# [WORK REQUEST]
Reproduce only the top of the records, down to and including the line containing "pub const DEFAULT_TAG_ID_KEY_NAME: &str".

-.-.-

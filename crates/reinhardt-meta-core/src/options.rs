//! Engine configuration.
//!
//! [`MetaOptions`] is the fixed option set shared by the server and client
//! sides. Unknown keys are rejected when loading from TOML or JSON.
//!
//! ```
//! use reinhardt_meta_core::MetaOptions;
//!
//! let options = MetaOptions::from_toml_str(r#"
//! attribute = "data-head"
//! ssrAppId = "app"
//! "#).unwrap();
//!
//! assert_eq!(options.attribute, "data-head");
//! assert_eq!(options.tag_id_key_name, "vmid");
//! ```

use crate::descriptor::{CLIENT_MARKER_VALUE, ONCE_MARKER_VALUE};
use crate::error::{MetaError, MetaResult};
use crate::field::MetaField;
use serde::{Deserialize, Serialize};

/// Default property name hosts look up component metadata under.
pub const DEFAULT_KEY_NAME: &str = "metaInfo";

/// Default marker attribute added to every managed element.
pub const DEFAULT_ATTRIBUTE: &str = "data-rh-meta";

/// Default marker recognising a server-rendered document.
pub const DEFAULT_SSR_ATTRIBUTE: &str = "data-rh-meta-ssr";

/// Default marker value for server-rendered elements.
pub const DEFAULT_SSR_APP_ID: &str = "ssr";

/// Default identifier key of list entries.
pub const DEFAULT_TAG_ID_KEY_NAME: &str = "vmid";

/// Engine configuration.
#[derive(Debug, Clone, PartialEq, Eq, Serialize, Deserialize)]
#[serde(default, rename_all = "camelCase", deny_unknown_fields)]
pub struct MetaOptions {
	/// Property name the host looks for metadata on.
	pub key_name: String,
	/// Marker attribute added to every tag and attribute bag the engine manages.
	pub attribute: String,
	/// Marker placed on `<html>` by the server so the client adopts existing tags.
	pub ssr_attribute: String,
	/// Marker value carried by server-rendered elements.
	pub ssr_app_id: String,
	/// Key holding the identifier of a list entry.
	#[serde(rename = "tagIDKeyName", alias = "tagIdKeyName")]
	pub tag_id_key_name: String,
	/// Pause updates while a navigation is in flight and refresh once after it.
	pub refresh_once_on_navigation: bool,
}

impl Default for MetaOptions {
	fn default() -> Self {
		Self {
			key_name: DEFAULT_KEY_NAME.to_string(),
			attribute: DEFAULT_ATTRIBUTE.to_string(),
			ssr_attribute: DEFAULT_SSR_ATTRIBUTE.to_string(),
			ssr_app_id: DEFAULT_SSR_APP_ID.to_string(),
			tag_id_key_name: DEFAULT_TAG_ID_KEY_NAME.to_string(),
			refresh_once_on_navigation: false,
		}
	}
}

impl MetaOptions {
	/// Creates the default options.
	pub fn new() -> Self {
		Self::default()
	}

	/// Sets the metadata property name.
	pub fn key_name(mut self, key_name: impl Into<String>) -> Self {
		self.key_name = key_name.into();
		self
	}

	/// Sets the marker attribute.
	pub fn attribute(mut self, attribute: impl Into<String>) -> Self {
		self.attribute = attribute.into();
		self
	}

	/// Sets the server-render marker attribute.
	pub fn ssr_attribute(mut self, ssr_attribute: impl Into<String>) -> Self {
		self.ssr_attribute = ssr_attribute.into();
		self
	}

	/// Sets the server-rendered marker value.
	pub fn ssr_app_id(mut self, ssr_app_id: impl Into<String>) -> Self {
		self.ssr_app_id = ssr_app_id.into();
		self
	}

	/// Sets the identifier key.
	pub fn tag_id_key_name(mut self, tag_id_key_name: impl Into<String>) -> Self {
		self.tag_id_key_name = tag_id_key_name.into();
		self
	}

	/// Enables or disables the single refresh after navigation.
	pub fn refresh_once_on_navigation(mut self, enabled: bool) -> Self {
		self.refresh_once_on_navigation = enabled;
		self
	}

	/// Loads and validates options from TOML text.
	pub fn from_toml_str(text: &str) -> MetaResult<Self> {
		let options: Self = toml::from_str(text)?;
		options.validate()?;
		Ok(options)
	}

	/// Loads and validates options from JSON text.
	pub fn from_json_str(text: &str) -> MetaResult<Self> {
		let options: Self = serde_json::from_str(text)?;
		options.validate()?;
		Ok(options)
	}

	/// The data attribute an entry identifier is serialized under.
	pub fn identifier_attribute(&self) -> String {
		format!("data-{}", self.tag_id_key_name)
	}

	/// Checks that the options can produce well-formed markup.
	pub fn validate(&self) -> MetaResult<()> {
		for (name, value) in [
			("keyName", &self.key_name),
			("attribute", &self.attribute),
			("ssrAttribute", &self.ssr_attribute),
			("ssrAppId", &self.ssr_app_id),
			("tagIDKeyName", &self.tag_id_key_name),
		] {
			if value.is_empty() {
				return Err(MetaError::InvalidOptions(format!(
					"{} must not be empty",
					name
				)));
			}
		}

		for (name, value) in [
			("attribute", &self.attribute),
			("ssrAttribute", &self.ssr_attribute),
			("tagIDKeyName", &self.tag_id_key_name),
		] {
			if !is_valid_attribute_name(value) {
				return Err(MetaError::InvalidOptions(format!(
					"{} '{}' is not a valid attribute name",
					name, value
				)));
			}
		}

		if self.ssr_app_id == ONCE_MARKER_VALUE || self.ssr_app_id == CLIENT_MARKER_VALUE {
			return Err(MetaError::InvalidOptions(format!(
				"ssrAppId '{}' is reserved",
				self.ssr_app_id
			)));
		}

		if self.attribute == self.ssr_attribute {
			return Err(MetaError::InvalidOptions(
				"attribute and ssrAttribute must differ".to_string(),
			));
		}

		Ok(())
	}
}

fn is_valid_attribute_name(name: &str) -> bool {
	!name.is_empty()
		&& !name
			.chars()
			.any(|c| c.is_whitespace() || matches!(c, '"' | '\'' | '=' | '<' | '>' | '/'))
}

/// What happens to an unkeyed list entry identical to one already merged.
#[derive(Debug, Clone, Copy, PartialEq, Eq, Serialize, Deserialize)]
#[serde(rename_all = "lowercase")]
pub enum DuplicatePolicy {
	/// Append every occurrence.
	Keep,
	/// Drop occurrences identical to an earlier unkeyed entry.
	Collapse,
}

/// Per-field handling of unkeyed duplicates during a merge.
#[derive(Debug, Clone, PartialEq, Eq, Serialize, Deserialize)]
#[serde(default, deny_unknown_fields)]
pub struct MergePolicy {
	/// Policy for `meta` entries.
	pub meta: DuplicatePolicy,
	/// Policy for `link` entries.
	pub link: DuplicatePolicy,
	/// Policy for `style` entries.
	pub style: DuplicatePolicy,
	/// Policy for `script` entries.
	pub script: DuplicatePolicy,
	/// Policy for `noscript` entries.
	pub noscript: DuplicatePolicy,
}

impl Default for MergePolicy {
	fn default() -> Self {
		Self {
			meta: DuplicatePolicy::Keep,
			link: DuplicatePolicy::Keep,
			style: DuplicatePolicy::Collapse,
			script: DuplicatePolicy::Collapse,
			noscript: DuplicatePolicy::Collapse,
		}
	}
}

impl MergePolicy {
	/// Uses the same policy for every list field.
	pub fn uniform(policy: DuplicatePolicy) -> Self {
		Self {
			meta: policy,
			link: policy,
			style: policy,
			script: policy,
			noscript: policy,
		}
	}

	/// Overrides the policy of one list field.
	pub fn with(mut self, field: MetaField, policy: DuplicatePolicy) -> Self {
		match field {
			MetaField::Meta => self.meta = policy,
			MetaField::Link => self.link = policy,
			MetaField::Style => self.style = policy,
			MetaField::Script => self.script = policy,
			MetaField::Noscript => self.noscript = policy,
			_ => {}
		}
		self
	}

	/// The policy for `field`. Non-list fields always keep.
	pub fn for_field(&self, field: MetaField) -> DuplicatePolicy {
		match field {
			MetaField::Meta => self.meta,
			MetaField::Link => self.link,
			MetaField::Style => self.style,
			MetaField::Script => self.script,
			MetaField::Noscript => self.noscript,
			_ => DuplicatePolicy::Keep,
		}
	}
}
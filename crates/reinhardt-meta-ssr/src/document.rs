//! Full HTML document shell around server-rendered application markup.

use crate::escape::html_escape;
use crate::injector::ServerInjector;

/// Default id of the element wrapping the application markup.
pub const DEFAULT_CONTAINER_ID: &str = "app";

/// Renders a complete document around pre-rendered application markup.
#[derive(Debug, Clone)]
pub struct DocumentShell {
	/// Id of the element wrapping the application. `None` emits the markup bare.
	pub container_id: Option<String>,
	/// Put every tag on its own line.
	pub ln: bool,
}

impl Default for DocumentShell {
	fn default() -> Self {
		Self {
			container_id: Some(DEFAULT_CONTAINER_ID.to_string()),
			ln: true,
		}
	}
}

impl DocumentShell {
	/// Creates the default shell.
	pub fn new() -> Self {
		Self::default()
	}

	/// Sets the container id.
	pub fn container_id(mut self, id: impl Into<String>) -> Self {
		self.container_id = Some(id.into());
		self
	}

	/// Emits the application markup without a container.
	pub fn no_container(mut self) -> Self {
		self.container_id = None;
		self
	}

	/// Disables line breaks between tags.
	pub fn compact(mut self) -> Self {
		self.ln = false;
		self
	}

	/// Renders the document.
	pub fn render(&self, injector: &ServerInjector, app_html: &str) -> String {
		let nl = if self.ln { "\n" } else { "" };
		let mut html = String::with_capacity(app_html.len() + 1024);

		html.push_str("<!DOCTYPE html>");
		html.push_str(nl);
		html.push_str(&start_tag("html", &injector.html_attrs().text(true)));
		html.push_str(nl);
		html.push_str(&start_tag("head", &injector.head_attrs().text(false)));
		html.push_str(nl);
		html.push_str(&injector.head(self.ln));
		html.push_str("</head>");
		html.push_str(nl);
		html.push_str(&start_tag("body", &injector.body_attrs().text(false)));
		html.push_str(nl);
		html.push_str(&injector.body_prepend(self.ln));

		match &self.container_id {
			Some(id) => {
				html.push_str(&format!("<div id=\"{}\">", html_escape(id)));
				html.push_str(app_html);
				html.push_str("</div>");
			}
			None => html.push_str(app_html),
		}
		html.push_str(nl);

		html.push_str(&injector.body_append(self.ln));
		html.push_str("</body>");
		html.push_str(nl);
		html.push_str("</html>");
		html
	}
}

/// Renders a document with the default shell.
pub fn render_document(injector: &ServerInjector, app_html: &str) -> String {
	DocumentShell::default().render(injector, app_html)
}

fn start_tag(name: &str, attrs: &str) -> String {
	if attrs.is_empty() {
		format!("<{}>", name)
	} else {
		format!("<{} {}>", name, attrs)
	}
}
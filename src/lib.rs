//! # Reinhardt Meta
//!
//! Document metadata for component-based Rust web apps: the page title,
//! `<meta>`/`<link>`/`<style>`/`<script>`/`<noscript>`/`<base>` tags and the
//! attributes of `<html>`, `<head>` and `<body>`.
//!
//! Every component declares its own [`RawMetaInfo`](core::RawMetaInfo). The
//! engine merges the declarations of a whole component tree, descendants
//! overriding ancestors, and then either:
//!
//! - renders them to markup on the server (`ssr`), marking every emitted
//!   element so the client can adopt it, or
//! - keeps a live document in sync on the client (`client`), touching only
//!   the elements whose output changed.
//!
//! ## Feature Flags
//!
//! - `ssr` (default) - Server-side serializer ([`ssr`])
//! - `client` (default) - DOM reconciler, in-memory document and manager ([`client`])
//! - `web` - Browser document backed by `web-sys` (`wasm32` only)
//!
//! ## Quick Example
//!
//! ```rust
//! # #[cfg(feature = "ssr")]
//! # {
//! use reinhardt_meta::prelude::*;
//! use reinhardt_meta::ssr::{ServerInjector, TextOptions};
//!
//! let tree = MetaTree::with_meta(
//!     RawMetaInfo::new()
//!         .title_template("%s | Example")
//!         .meta(RawTag::charset("utf-8")),
//! )
//! .child(MetaTree::with_meta(RawMetaInfo::new().title("About")));
//!
//! let options = MetaOptions::default();
//! let injector = ServerInjector::new(&collect_meta_info(&tree), &options).unwrap();
//!
//! assert_eq!(injector.title().text(), "<title>About | Example</title>");
//! assert_eq!(
//!     injector.meta().text(TextOptions::new()),
//!     r#"<meta data-rh-meta="ssr" charset="utf-8">"#
//! );
//! # }
//! ```

#![warn(missing_docs)]
#![warn(rustdoc::missing_crate_level_docs)]

/// Metadata model, merge resolver and tag generator.
pub use reinhardt_meta_core as core;

/// Server-side serializer.
#[cfg(feature = "ssr")]
pub use reinhardt_meta_ssr as ssr;

/// Client-side reconciler.
#[cfg(feature = "client")]
pub use reinhardt_meta_client as client;

pub use reinhardt_meta_core::{
	MergePolicy, MergedMetaInfo, MetaError, MetaOptions, MetaResult, RawMetaInfo, RawTag,
	RenderInstructions, generate, resolve,
};

#[cfg(feature = "ssr")]
pub use reinhardt_meta_ssr::{ServerInjector, render_document};

#[cfg(feature = "client")]
pub use reinhardt_meta_client::{MemoryDocument, MetaDom, MetaManager, Reconciler};

/// Re-export commonly used types.
pub mod prelude {
	pub use reinhardt_meta_core::prelude::*;
	pub use reinhardt_meta_core::tree::collect_json_tree;

	#[cfg(feature = "ssr")]
	pub use reinhardt_meta_ssr::{ServerInjector, TextOptions, render_document};

	#[cfg(feature = "client")]
	pub use reinhardt_meta_client::prelude::*;
}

-.-.-

# [EXERCISE SOLUTION]
filename crates/reinhardt-meta-core/src/options.rs
//! Engine configuration.
//!
//! [`MetaOptions`] is the fixed option set shared by the server and client
//! sides. Unknown keys are rejected when loading from TOML or JSON.
//!
//! ```
//! use reinhardt_meta_core::MetaOptions;
//!
//! let options = MetaOptions::from_toml_str(r#"
//! attribute = "data-head"
//! ssrAppId = "app"
//! "#).unwrap();
//!
//! assert_eq!(options.attribute, "data-head");
//! assert_eq!(options.tag_id_key_name, "vmid");
//! ```

use crate::descriptor::{CLIENT_MARKER_VALUE, ONCE_MARKER_VALUE};
use crate::error::{MetaError, MetaResult};
use crate::field::MetaField;
use serde::{Deserialize, Serialize};

/// Default property name hosts look up component metadata under.
pub const DEFAULT_KEY_NAME: &str = "metaInfo";

/// Default marker attribute added to every managed element.
pub const DEFAULT_ATTRIBUTE: &str = "data-rh-meta";

/// Default marker recognising a server-rendered document.
pub const DEFAULT_SSR_ATTRIBUTE: &str = "data-rh-meta-ssr";

/// Default marker value for server-rendered elements.
pub const DEFAULT_SSR_APP_ID: &str = "ssr";

/// Default identifier key of list entries.
pub const DEFAULT_TAG_ID_KEY_NAME: &str = "vmid";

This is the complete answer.